Stored data:

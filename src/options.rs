//! Options resolver for the reader factory
//!
//! The factory accepts a configuration bag with three recognized keys:
//! - `cache`: a cache-backend handle (default: fresh `MemoryCache`)
//! - `debug`: staleness detection on cached entries (default: true)
//! - `indexed`: name-keyed result shape (default: false)
//!
//! Unrecognized keys and values of the wrong shape are configuration bugs
//! and fail the `create` call immediately.

use std::collections::HashMap;
use std::fmt;
use std::sync::Arc;

use crate::core::cache::{verify_capability, Cache, MemoryCache};
use crate::core::error::{ReaderError, Result};

/// Recognized configuration keys
const RECOGNIZED_KEYS: [&str; 3] = ["cache", "debug", "indexed"];

/// A value in the raw configuration bag
#[derive(Clone)]
pub enum OptionValue {
    /// Boolean flag (`debug`, `indexed`)
    Bool(bool),
    /// Cache backend handle (`cache`)
    Cache(Arc<dyn Cache>),
}

impl fmt::Debug for OptionValue {
    fn fmt(&self, f: &mut fmt::Formatter<'_>) -> fmt::Result {
        match self {
            Self::Bool(value) => write!(f, "Bool({value})"),
            Self::Cache(_) => write!(f, "Cache(..)"),
        }
    }
}

impl From<bool> for OptionValue {
    fn from(value: bool) -> Self {
        Self::Bool(value)
    }
}

impl From<Arc<dyn Cache>> for OptionValue {
    fn from(cache: Arc<dyn Cache>) -> Self {
        Self::Cache(cache)
    }
}

/// Raw configuration bag supplied by the caller
pub type RawOptions = HashMap<String, OptionValue>;

/// Validated, defaulted configuration for one factory call
#[derive(Clone)]
pub struct ResolvedOptions {
    /// Cache backend the assembled reader writes through
    pub cache: Arc<dyn Cache>,
    /// Staleness detection on cached entries
    pub debug: bool,
    /// Name-keyed result shape
    pub indexed: bool,
}

impl Default for ResolvedOptions {
    fn default() -> Self {
        Self {
            cache: Arc::new(MemoryCache::new()),
            debug: true,
            indexed: false,
        }
    }
}

impl fmt::Debug for ResolvedOptions {
    fn fmt(&self, f: &mut fmt::Formatter<'_>) -> fmt::Result {
        f.debug_struct("ResolvedOptions")
            .field("cache", &"..")
            .field("debug", &self.debug)
            .field("indexed", &self.indexed)
            .finish()
    }
}

/// Validates and defaults raw configuration bags
///
/// Holds no mutable state beyond the recognized-key table fixed at
/// construction; one resolver is safely reusable across many calls.
#[derive(Debug, Default)]
pub struct OptionsResolver;

impl OptionsResolver {
    /// Create a resolver
    pub fn new() -> Self {
        Self
    }

    /// Validate a raw bag and fill in defaults
    pub fn resolve(&self, raw: &RawOptions) -> Result<ResolvedOptions> {
        for key in raw.keys() {
            if !RECOGNIZED_KEYS.contains(&key.as_str()) {
                return Err(ReaderError::unknown_option(key.as_str()));
            }
        }

        let mut options = ResolvedOptions::default();

        match raw.get("cache") {
            Some(OptionValue::Cache(cache)) => {
                if !verify_capability(cache.as_ref()) {
                    return Err(ReaderError::invalid_config(
                        "cache backend failed the capability probe",
                    ));
                }
                options.cache = cache.clone();
            }
            Some(_) => {
                return Err(ReaderError::invalid_config(
                    "`cache` must be a cache backend handle",
                ))
            }
            None => {}
        }

        match raw.get("debug") {
            Some(OptionValue::Bool(debug)) => options.debug = *debug,
            Some(_) => return Err(ReaderError::invalid_config("`debug` must be a boolean")),
            None => {}
        }

        match raw.get("indexed") {
            Some(OptionValue::Bool(indexed)) => options.indexed = *indexed,
            Some(_) => return Err(ReaderError::invalid_config("`indexed` must be a boolean")),
            None => {}
        }

        Ok(options)
    }
}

▶ Exercise
Every line in the data that holds the string "false" should be copied.

▶ Output of the task
//! - `indexed`: name-keyed result shape (default: false)
            indexed: false,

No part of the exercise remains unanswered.